Start of Information provided

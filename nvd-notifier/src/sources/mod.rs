pub mod nvd_feed;

pub use nvd_feed::{Feed, NvdFeed};
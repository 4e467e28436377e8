use crate::traits::{NotificationStore, Notifier};
use crate::types::{CveItem, NotifierError, Result};
use std::sync::Arc;
use tracing::{debug, info};

/// Delivers entries to every registered sink, then records them as notified.
///
/// Delivery is at-least-once: an entry is marked only after all sinks accepted
/// it, so a crash in between repeats the notification on the next cycle. The
/// first sink failure stops the run; entries delivered before it stay marked.
#[derive(Default, Clone)]
pub struct NotifierFanout {
    sinks: Vec<Arc<dyn Notifier>>,
}

impl NotifierFanout {
    pub fn add_sink(&mut self, sink: Arc<dyn Notifier>) {
        self.sinks.push(sink);
    }

    pub async fn deliver(&self, items: Vec<CveItem>, store: &dyn NotificationStore) -> Result<Vec<CveItem>> {
        let mut delivered = Vec::with_capacity(items.len());

        for item in items {
            for sink in &self.sinks {
                sink.notify(&item).await.map_err(|e| NotifierError::Delivery {
                    id: item.id().to_string(),
                    sink: sink.name(),
                    message: e.to_string(),
                })?;
                debug!(cve_id = item.id(), sink = %sink.name(), "Delivered");
            }

            store
                .mark_notified(&item)
                .await
                .map_err(|e| NotifierError::MarkNotified {
                    id: item.id().to_string(),
                    source: Box::new(e),
                })?;
            info!(cve_id = item.id(), "Notified");
            delivered.push(item);
        }

        Ok(delivered)
    }
}
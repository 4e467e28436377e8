use crate::traits::{FingerprintStore, NotificationStore};
use crate::types::{CveItem, FeedMetadata, NotificationRecord, Result};
use async_trait::async_trait;
use std::collections::HashMap;
use tokio::sync::RwLock;
use tracing::debug;

/// In-process store for feed fingerprints and notification records.
///
/// State lives as long as the value does, so a fresh process starts with no
/// prior state and fetches both feeds.
#[derive(Default)]
pub struct MemoryStore {
    fingerprints: RwLock<HashMap<String, FeedMetadata>>,
    notifications: RwLock<HashMap<String, NotificationRecord>>,
}

impl MemoryStore {
    pub fn new() -> Self {
        Self::default()
    }

    /// Seeds the stored metadata for a feed.
    pub async fn with_fingerprint(self, feed: &str, metadata: FeedMetadata) -> Self {
        self.fingerprints.write().await.insert(feed.to_string(), metadata);
        self
    }

    pub async fn stored_fingerprint(&self, feed: &str) -> Option<FeedMetadata> {
        self.fingerprints.read().await.get(feed).cloned()
    }

    pub async fn notification_count(&self) -> usize {
        self.notifications.read().await.len()
    }

    pub async fn notification_records(&self) -> Vec<NotificationRecord> {
        self.notifications.read().await.values().cloned().collect()
    }
}

#[async_trait]
impl FingerprintStore for MemoryStore {
    async fn get_fingerprint(&self, feed: &str) -> Result<Option<FeedMetadata>> {
        Ok(self.fingerprints.read().await.get(feed).cloned())
    }

    async fn put_fingerprint(&self, feed: &str, metadata: &FeedMetadata) -> Result<()> {
        debug!(feed, sha256 = %metadata.sha256, "Storing feed metadata");
        self.fingerprints
            .write()
            .await
            .insert(feed.to_string(), metadata.clone());
        Ok(())
    }
}

#[async_trait]
impl NotificationStore for MemoryStore {
    async fn is_notified(&self, item: &CveItem) -> Result<bool> {
        let fingerprint = item.fingerprint()?;
        Ok(self.notifications.read().await.contains_key(&fingerprint))
    }

    async fn mark_notified(&self, item: &CveItem) -> Result<()> {
        let fingerprint = item.fingerprint()?;
        self.notifications.write().await.insert(
            fingerprint.clone(),
            NotificationRecord {
                fingerprint,
                item: item.clone(),
            },
        );
        Ok(())
    }
}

End of Information provided

- How to complete this task
When you reach the end of the records, set them all down again exactly.

- Reply to the task
filename nvd-notifier/src/sources/mod.rs
pub mod nvd_feed;

pub use nvd_feed::{Feed, NvdFeed};
repository 4e467e28436377e8
use crate::traits::{NotificationStore, Notifier};
use crate::types::{CveItem, NotifierError, Result};
use std::sync::Arc;
use tracing::{debug, info};

/// Delivers entries to every registered sink, then records them as notified.
///
/// Delivery is at-least-once: an entry is marked only after all sinks accepted
/// it, so a crash in between repeats the notification on the next cycle. The
/// first sink failure stops the run; entries delivered before it stay marked.
#[derive(Default, Clone)]
pub struct NotifierFanout {
    sinks: Vec<Arc<dyn Notifier>>,
}

impl NotifierFanout {
    pub fn add_sink(&mut self, sink: Arc<dyn Notifier>) {
        self.sinks.push(sink);
    }

    pub async fn deliver(&self, items: Vec<CveItem>, store: &dyn NotificationStore) -> Result<Vec<CveItem>> {
        let mut delivered = Vec::with_capacity(items.len());

        for item in items {
            for sink in &self.sinks {
                sink.notify(&item).await.map_err(|e| NotifierError::Delivery {
                    id: item.id().to_string(),
                    sink: sink.name(),
                    message: e.to_string(),
                })?;
                debug!(cve_id = item.id(), sink = %sink.name(), "Delivered");
            }

            store
                .mark_notified(&item)
                .await
                .map_err(|e| NotifierError::MarkNotified {
                    id: item.id().to_string(),
                    source: Box::new(e),
                })?;
            info!(cve_id = item.id(), "Notified");
            delivered.push(item);
        }

        Ok(delivered)
    }
}
repository 4e467e28436377e8
use crate::traits::{FingerprintStore, NotificationStore};
use crate::types::{CveItem, FeedMetadata, NotificationRecord, Result};
use async_trait::async_trait;
use std::collections::HashMap;
use tokio::sync::RwLock;
use tracing::debug;

/// In-process store for feed fingerprints and notification records.
///
/// State lives as long as the value does, so a fresh process starts with no
/// prior state and fetches both feeds.
#[derive(Default)]
pub struct MemoryStore {
    fingerprints: RwLock<HashMap<String, FeedMetadata>>,
    notifications: RwLock<HashMap<String, NotificationRecord>>,
}

impl MemoryStore {
    pub fn new() -> Self {
        Self::default()
    }

    /// Seeds the stored metadata for a feed.
    pub async fn with_fingerprint(self, feed: &str, metadata: FeedMetadata) -> Self {
        self.fingerprints.write().await.insert(feed.to_string(), metadata);
        self
    }

    pub async fn stored_fingerprint(&self, feed: &str) -> Option<FeedMetadata> {
        self.fingerprints.read().await.get(feed).cloned()
    }

    pub async fn notification_count(&self) -> usize {
        self.notifications.read().await.len()
    }

    pub async fn notification_records(&self) -> Vec<NotificationRecord> {
        self.notifications.read().await.values().cloned().collect()
    }
}

#[async_trait]
impl FingerprintStore for MemoryStore {
    async fn get_fingerprint(&self, feed: &str) -> Result<Option<FeedMetadata>> {
        Ok(self.fingerprints.read().await.get(feed).cloned())
    }

    async fn put_fingerprint(&self, feed: &str, metadata: &FeedMetadata) -> Result<()> {
        debug!(feed, sha256 = %metadata.sha256, "Storing feed metadata");
        self.fingerprints
            .write()
            .await
            .insert(feed.to_string(), metadata.clone());
        Ok(())
    }
}

#[async_trait]
impl NotificationStore for MemoryStore {
    async fn is_notified(&self, item: &CveItem) -> Result<bool> {
        let fingerprint = item.fingerprint()?;
        Ok(self.notifications.read().await.contains_key(&fingerprint))
    }

    async fn mark_notified(&self, item: &CveItem) -> Result<()> {
        let fingerprint = item.fingerprint()?;
        self.notifications.write().await.insert(
            fingerprint.clone(),
            NotificationRecord {
                fingerprint,
                item: item.clone(),
            },
        );
        Ok(())
    }
}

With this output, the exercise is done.